◆ **Work instruction**
All lines from the one with "assert_eq!(first.total_pages, second.total_pages);" through the end of the records below are to be given again exactly, and nothing else.

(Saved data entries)
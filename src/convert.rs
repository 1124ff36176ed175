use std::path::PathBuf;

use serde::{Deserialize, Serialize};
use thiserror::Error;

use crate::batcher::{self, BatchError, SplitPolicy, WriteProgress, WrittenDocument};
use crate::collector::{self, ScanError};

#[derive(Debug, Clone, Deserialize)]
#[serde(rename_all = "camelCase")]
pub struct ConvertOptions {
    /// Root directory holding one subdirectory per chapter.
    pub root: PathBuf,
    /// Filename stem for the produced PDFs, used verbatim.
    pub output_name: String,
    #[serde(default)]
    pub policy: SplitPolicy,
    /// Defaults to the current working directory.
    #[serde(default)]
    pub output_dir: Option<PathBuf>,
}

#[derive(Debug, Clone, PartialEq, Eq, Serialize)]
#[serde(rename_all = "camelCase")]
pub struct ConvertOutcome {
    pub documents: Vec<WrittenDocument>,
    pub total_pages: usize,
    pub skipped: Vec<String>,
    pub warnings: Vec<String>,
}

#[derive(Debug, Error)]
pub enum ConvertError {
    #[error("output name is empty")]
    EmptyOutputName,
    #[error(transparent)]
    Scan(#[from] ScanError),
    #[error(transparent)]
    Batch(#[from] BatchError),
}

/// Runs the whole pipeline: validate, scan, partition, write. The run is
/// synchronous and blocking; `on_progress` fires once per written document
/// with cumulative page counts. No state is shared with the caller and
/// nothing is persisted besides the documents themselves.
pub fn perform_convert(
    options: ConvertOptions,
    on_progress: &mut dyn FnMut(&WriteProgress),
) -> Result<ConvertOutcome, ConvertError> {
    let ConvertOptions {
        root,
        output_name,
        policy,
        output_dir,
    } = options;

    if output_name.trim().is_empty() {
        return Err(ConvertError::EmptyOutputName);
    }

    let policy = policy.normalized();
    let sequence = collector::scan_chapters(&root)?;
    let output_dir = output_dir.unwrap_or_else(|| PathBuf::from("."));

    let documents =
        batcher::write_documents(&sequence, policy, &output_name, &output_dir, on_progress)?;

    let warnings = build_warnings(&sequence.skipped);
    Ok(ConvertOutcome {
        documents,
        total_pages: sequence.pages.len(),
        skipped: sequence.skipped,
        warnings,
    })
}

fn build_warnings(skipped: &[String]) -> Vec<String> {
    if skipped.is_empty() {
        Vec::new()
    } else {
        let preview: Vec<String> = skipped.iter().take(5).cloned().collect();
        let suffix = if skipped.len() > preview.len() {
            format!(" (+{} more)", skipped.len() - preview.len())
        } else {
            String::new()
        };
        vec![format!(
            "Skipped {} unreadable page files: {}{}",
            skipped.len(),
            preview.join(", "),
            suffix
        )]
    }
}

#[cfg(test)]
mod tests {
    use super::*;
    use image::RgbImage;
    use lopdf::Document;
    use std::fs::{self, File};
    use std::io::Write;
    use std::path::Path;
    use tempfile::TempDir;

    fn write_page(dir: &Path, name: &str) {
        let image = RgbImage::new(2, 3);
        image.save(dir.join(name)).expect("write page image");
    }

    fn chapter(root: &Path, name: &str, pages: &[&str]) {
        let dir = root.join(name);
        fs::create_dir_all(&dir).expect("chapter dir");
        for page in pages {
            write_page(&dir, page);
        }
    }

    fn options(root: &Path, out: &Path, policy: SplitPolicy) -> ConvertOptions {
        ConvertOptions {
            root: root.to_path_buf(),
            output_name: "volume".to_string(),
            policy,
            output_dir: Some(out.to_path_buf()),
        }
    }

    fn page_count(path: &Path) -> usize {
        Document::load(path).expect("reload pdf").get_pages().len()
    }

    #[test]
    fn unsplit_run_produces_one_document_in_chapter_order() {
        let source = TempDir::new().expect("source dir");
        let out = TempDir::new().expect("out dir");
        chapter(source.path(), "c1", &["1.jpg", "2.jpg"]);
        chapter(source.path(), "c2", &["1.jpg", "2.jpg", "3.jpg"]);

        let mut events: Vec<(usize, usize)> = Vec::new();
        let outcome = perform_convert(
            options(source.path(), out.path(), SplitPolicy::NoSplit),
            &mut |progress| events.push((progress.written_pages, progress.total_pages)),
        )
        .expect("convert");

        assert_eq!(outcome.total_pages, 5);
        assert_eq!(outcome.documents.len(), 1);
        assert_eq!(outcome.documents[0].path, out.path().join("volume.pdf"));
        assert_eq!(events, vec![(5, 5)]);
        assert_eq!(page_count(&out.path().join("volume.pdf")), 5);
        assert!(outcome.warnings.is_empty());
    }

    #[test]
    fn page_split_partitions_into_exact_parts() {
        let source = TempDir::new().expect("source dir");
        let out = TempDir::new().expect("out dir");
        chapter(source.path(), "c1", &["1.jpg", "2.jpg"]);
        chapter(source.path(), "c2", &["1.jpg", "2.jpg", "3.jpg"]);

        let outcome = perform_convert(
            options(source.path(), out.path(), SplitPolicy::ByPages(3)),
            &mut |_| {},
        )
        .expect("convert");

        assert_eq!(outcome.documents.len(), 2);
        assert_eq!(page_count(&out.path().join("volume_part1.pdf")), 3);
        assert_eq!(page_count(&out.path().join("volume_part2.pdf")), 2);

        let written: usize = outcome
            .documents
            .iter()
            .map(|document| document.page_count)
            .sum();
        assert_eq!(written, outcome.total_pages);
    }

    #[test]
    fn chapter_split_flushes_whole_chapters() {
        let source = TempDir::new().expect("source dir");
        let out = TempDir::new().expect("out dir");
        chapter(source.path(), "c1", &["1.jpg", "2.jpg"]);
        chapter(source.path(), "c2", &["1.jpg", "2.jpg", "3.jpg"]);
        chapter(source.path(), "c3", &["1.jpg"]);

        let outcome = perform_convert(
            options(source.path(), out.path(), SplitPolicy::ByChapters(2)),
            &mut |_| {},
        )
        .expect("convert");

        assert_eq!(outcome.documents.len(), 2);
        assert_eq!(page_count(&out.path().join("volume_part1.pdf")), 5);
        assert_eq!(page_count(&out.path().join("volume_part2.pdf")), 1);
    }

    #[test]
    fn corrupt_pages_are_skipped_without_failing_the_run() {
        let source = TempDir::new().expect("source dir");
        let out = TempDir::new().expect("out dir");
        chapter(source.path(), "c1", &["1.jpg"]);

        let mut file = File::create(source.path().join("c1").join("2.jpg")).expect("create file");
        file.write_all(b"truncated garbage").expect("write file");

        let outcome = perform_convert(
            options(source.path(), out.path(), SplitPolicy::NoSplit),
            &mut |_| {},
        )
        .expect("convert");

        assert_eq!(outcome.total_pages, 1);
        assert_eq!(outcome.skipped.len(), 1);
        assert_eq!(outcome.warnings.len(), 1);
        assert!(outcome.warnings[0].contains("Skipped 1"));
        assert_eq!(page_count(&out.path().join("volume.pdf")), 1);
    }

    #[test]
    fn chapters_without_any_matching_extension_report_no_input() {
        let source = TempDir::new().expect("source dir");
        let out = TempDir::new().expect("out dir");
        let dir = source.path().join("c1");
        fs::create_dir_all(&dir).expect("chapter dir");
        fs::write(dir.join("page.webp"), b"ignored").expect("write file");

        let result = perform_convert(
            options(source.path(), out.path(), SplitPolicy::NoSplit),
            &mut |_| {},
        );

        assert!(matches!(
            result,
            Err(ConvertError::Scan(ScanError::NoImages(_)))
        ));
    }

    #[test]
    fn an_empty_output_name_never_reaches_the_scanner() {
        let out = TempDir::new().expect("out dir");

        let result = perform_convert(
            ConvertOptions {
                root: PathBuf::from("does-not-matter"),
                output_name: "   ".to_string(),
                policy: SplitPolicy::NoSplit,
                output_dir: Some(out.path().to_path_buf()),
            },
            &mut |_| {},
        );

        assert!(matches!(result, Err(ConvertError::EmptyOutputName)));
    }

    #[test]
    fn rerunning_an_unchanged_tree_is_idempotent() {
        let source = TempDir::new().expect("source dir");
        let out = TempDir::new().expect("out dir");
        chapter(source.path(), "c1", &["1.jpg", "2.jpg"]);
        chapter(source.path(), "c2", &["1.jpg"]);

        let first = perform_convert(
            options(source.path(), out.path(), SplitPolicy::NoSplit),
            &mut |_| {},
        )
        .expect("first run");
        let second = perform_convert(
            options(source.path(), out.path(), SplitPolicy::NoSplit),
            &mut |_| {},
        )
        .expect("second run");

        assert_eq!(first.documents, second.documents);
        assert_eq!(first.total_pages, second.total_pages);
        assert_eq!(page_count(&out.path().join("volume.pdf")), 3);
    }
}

◆ **Solution to this problem**
        assert_eq!(first.total_pages, second.total_pages);
        assert_eq!(page_count(&out.path().join("volume.pdf")), 3);
    }
}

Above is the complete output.